Slovak cybersecurity firm ESET has identified LongNosedGoblin, a China-aligned threat actor, as responsible for cyberespionage attacks targeting government entities in Southeast Asia, Japan, and an EU organization. Active since at least September 2023, these attackers use Group Policy to spread malware and leverage cloud services like Microsoft OneDrive, Google Drive, and Yandex Disk for command-and-control operations.
Custom Toolset and Methods
LongNosedGoblin employs a sophisticated C#/.NET toolset, including NosyHistorian for browser-history collection and NosyDoor for backdoor access. They use cloud services for file exfiltration and command execution. Other tools include NosyStealer for browser data exfiltration to Google Drive, NosyDownloader for in-memory payload delivery, and NosyLogger, a keylogger.

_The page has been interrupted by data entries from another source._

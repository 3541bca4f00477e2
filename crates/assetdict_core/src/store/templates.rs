//! Template expansion into sequential node creation.
//!
//! # Responsibility
//! - Walk a declarative template depth-first and issue ordered create
//!   calls against the gateway.
//! - Thread each created node's server-assigned id into its children's
//!   creation requests.
//!
//! # Invariants
//! - Sibling order is the zero-based declaration index.
//! - A template node's id must be known before its children are created.
//! - A failed creation aborts the remaining expansion of that branch; no
//!   rollback of already-created nodes is attempted.

use crate::gateway::DictionaryGateway;
use crate::model::dictionary::{DictionaryId, DictionaryNode, NodeDraft, NodeId};
use crate::model::template::NodeTemplate;
use crate::store::{DictionaryStore, ERR_EXPAND_TEMPLATE};
use log::{info, warn};

impl<G: DictionaryGateway> DictionaryStore<G> {
    /// Expands `templates` as root-level subtrees of one dictionary.
    ///
    /// Returns every created node in creation order, or `None` once any
    /// creation call fails (already-created nodes stay in the cache).
    pub fn expand_template(
        &mut self,
        dictionary_id: DictionaryId,
        templates: &[NodeTemplate],
    ) -> Option<Vec<DictionaryNode>> {
        self.error = None;
        let mut created = Vec::new();
        if self.expand_branch(dictionary_id, None, templates, &mut created) {
            info!(
                "event=template_expanded module=store dictionary_id={dictionary_id} \
                 node_count={}",
                created.len()
            );
            Some(created)
        } else {
            self.error = Some(ERR_EXPAND_TEMPLATE.to_string());
            None
        }
    }

    fn expand_branch(
        &mut self,
        dictionary_id: DictionaryId,
        parent_id: Option<NodeId>,
        templates: &[NodeTemplate],
        created: &mut Vec<DictionaryNode>,
    ) -> bool {
        for (index, template) in templates.iter().enumerate() {
            let draft = NodeDraft {
                name: template.name.clone(),
                description: template.description.clone(),
                icon: template.icon.clone(),
                parent_id,
                order: index as i64,
            };
            let node = match self.gateway.create_node(dictionary_id, &draft) {
                Ok(node) => node,
                Err(err) => {
                    warn!(
                        "event=template_node_create_failed module=store \
                         dictionary_id={dictionary_id} name={} error={err}",
                        template.name
                    );
                    return false;
                }
            };
            if let Some(dictionary) = self.dictionary_mut(dictionary_id) {
                dictionary.upsert_node(node.clone());
            }
            let node_id = node.id;
            created.push(node);
            if !self.expand_branch(dictionary_id, Some(node_id), &template.children, created) {
                return false;
            }
        }
        true
    }
}
//! Store configuration parsing and validation.
//!
//! # Responsibility
//! - Parse the console's settings blob into a typed configuration.
//! - Validate refresh cadence before a scheduler is built from it.
//!
//! # Invariants
//! - Missing fields fall back to defaults; parsing never panics.
//! - A refresh interval below the floor is rejected, not silently fixed.

use serde::Deserialize;
use std::error::Error;
use std::fmt::{Display, Formatter};

/// Default cadence of the background synchronizer.
pub const DEFAULT_REFRESH_INTERVAL_MS: u64 = 30_000;
/// Lower bound stopping pathological polling of the catalog service.
pub const MIN_REFRESH_INTERVAL_MS: u64 = 1_000;

/// Errors from configuration loading.
#[derive(Debug, Clone, PartialEq, Eq)]
pub enum ConfigError {
    /// Input is not valid JSON for the expected shape.
    Parse(String),
    /// Refresh interval is below the supported floor.
    IntervalTooSmall { given_ms: u64, floor_ms: u64 },
}

impl Display for ConfigError {
    fn fmt(&self, f: &mut Formatter<'_>) -> std::fmt::Result {
        match self {
            Self::Parse(details) => write!(f, "invalid store config: {details}"),
            Self::IntervalTooSmall { given_ms, floor_ms } => write!(
                f,
                "refresh interval {given_ms}ms is below the {floor_ms}ms floor"
            ),
        }
    }
}

impl Error for ConfigError {}

/// Typed store configuration.
#[derive(Debug, Clone, PartialEq, Eq, Deserialize)]
#[serde(default)]
pub struct StoreConfig {
    /// Background refresh cadence in milliseconds.
    pub refresh_interval_ms: u64,
    /// Whether the periodic synchronizer starts at all.
    pub auto_refresh: bool,
    /// Optional log level override for `init_logging`.
    pub log_level: Option<String>,
}

impl Default for StoreConfig {
    fn default() -> Self {
        Self {
            refresh_interval_ms: DEFAULT_REFRESH_INTERVAL_MS,
            auto_refresh: true,
            log_level: None,
        }
    }
}

impl StoreConfig {
    /// Parses and validates a JSON settings blob.
    pub fn from_json(raw: &str) -> Result<Self, ConfigError> {
        let config: Self =
            serde_json::from_str(raw).map_err(|err| ConfigError::Parse(err.to_string()))?;
        config.validate()?;
        Ok(config)
    }

    /// Validates field-level constraints.
    pub fn validate(&self) -> Result<(), ConfigError> {
        if self.refresh_interval_ms < MIN_REFRESH_INTERVAL_MS {
            return Err(ConfigError::IntervalTooSmall {
                given_ms: self.refresh_interval_ms,
                floor_ms: MIN_REFRESH_INTERVAL_MS,
            });
        }
        Ok(())
    }
}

- NosyHistorian collected browser histories from many victims between January and March 2024.
- NosyDoor was used on a subset of targeted systems during the same period.
- Initial activity detected by ESET in February 2024 on a Southeast Asian government system.
Tradecraft and Overlaps
ESET notes overlap in tradecraft with other known cyber groups, suggesting potential sharing or sale of malware among China-aligned actors. The group also utilizes a reverse SOCKS5 proxy, an audio/video capture tool, and a Cobalt Strike loader, demonstrating a complex and layered approach to cyber espionage.
This ongoing activity highlights the persistent threat cyber attackers pose to governmental infrastructure globally.